Return the records that follow, matching each one exactly.

**Data extracts**:

%%

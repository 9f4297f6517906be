//! Little-endian byte sink for module segments.

use chasm_core::OpCode;

use crate::ir::Immediate;

/// An append-only buffer of little-endian encoded values.
#[derive(Debug, Clone, Default)]
pub struct SegmentWriter {
    bytes: Vec<u8>,
}

impl SegmentWriter {
    pub fn new() -> Self {
        Self::default()
    }

    pub fn with_capacity(capacity: usize) -> Self {
        Self {
            bytes: Vec::with_capacity(capacity),
        }
    }

    pub fn write_u8(&mut self, value: u8) {
        self.bytes.push(value);
    }

    pub fn write_u16(&mut self, value: u16) {
        self.bytes.extend_from_slice(&value.to_le_bytes());
    }

    pub fn write_u32(&mut self, value: u32) {
        self.bytes.extend_from_slice(&value.to_le_bytes());
    }

    pub fn write_i64(&mut self, value: i64) {
        self.bytes.extend_from_slice(&value.to_le_bytes());
    }

    pub fn write_f64(&mut self, value: f64) {
        self.bytes.extend_from_slice(&value.to_le_bytes());
    }

    /// Write raw bytes with no length prefix.
    pub fn write_bytes(&mut self, bytes: &[u8]) {
        self.bytes.extend_from_slice(bytes);
    }

    /// Write `count` zero bytes.
    pub fn write_reserved(&mut self, count: usize) {
        self.bytes.resize(self.bytes.len() + count, 0);
    }

    /// Write one instruction: the opcode byte, then its immediate.
    pub fn write_instruction(&mut self, op: OpCode, imm: &Immediate) {
        self.bytes.push(op.into());
        imm.encode_into(&mut self.bytes);
    }

    /// Number of bytes written so far.
    pub fn len(&self) -> usize {
        self.bytes.len()
    }

    pub fn is_empty(&self) -> bool {
        self.bytes.is_empty()
    }

    pub fn as_bytes(&self) -> &[u8] {
        &self.bytes
    }

    pub fn into_bytes(self) -> Vec<u8> {
        self.bytes
    }
}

%%

**Response area**:
repository 9f4297f6517906be
//! Little-endian byte sink for module segments.

use chasm_core::OpCode;

use crate::ir::Immediate;

/// An append-only buffer of little-endian encoded values.
#[derive(Debug, Clone, Default)]
pub struct SegmentWriter {
    bytes: Vec<u8>,
}

impl SegmentWriter {
    pub fn new() -> Self {
        Self::default()
    }

    pub fn with_capacity(capacity: usize) -> Self {
        Self {
            bytes: Vec::with_capacity(capacity),
        }
    }

    pub fn write_u8(&mut self, value: u8) {
        self.bytes.push(value);
    }

    pub fn write_u16(&mut self, value: u16) {
        self.bytes.extend_from_slice(&value.to_le_bytes());
    }

    pub fn write_u32(&mut self, value: u32) {
        self.bytes.extend_from_slice(&value.to_le_bytes());
    }

    pub fn write_i64(&mut self, value: i64) {
        self.bytes.extend_from_slice(&value.to_le_bytes());
    }

    pub fn write_f64(&mut self, value: f64) {
        self.bytes.extend_from_slice(&value.to_le_bytes());
    }

    /// Write raw bytes with no length prefix.
    pub fn write_bytes(&mut self, bytes: &[u8]) {
        self.bytes.extend_from_slice(bytes);
    }

    /// Write `count` zero bytes.
    pub fn write_reserved(&mut self, count: usize) {
        self.bytes.resize(self.bytes.len() + count, 0);
    }

    /// Write one instruction: the opcode byte, then its immediate.
    pub fn write_instruction(&mut self, op: OpCode, imm: &Immediate) {
        self.bytes.push(op.into());
        imm.encode_into(&mut self.bytes);
    }

    /// Number of bytes written so far.
    pub fn len(&self) -> usize {
        self.bytes.len()
    }

    pub fn is_empty(&self) -> bool {
        self.bytes.is_empty()
    }

    pub fn as_bytes(&self) -> &[u8] {
        &self.bytes
    }

    pub fn into_bytes(self) -> Vec<u8> {
        self.bytes
    }
}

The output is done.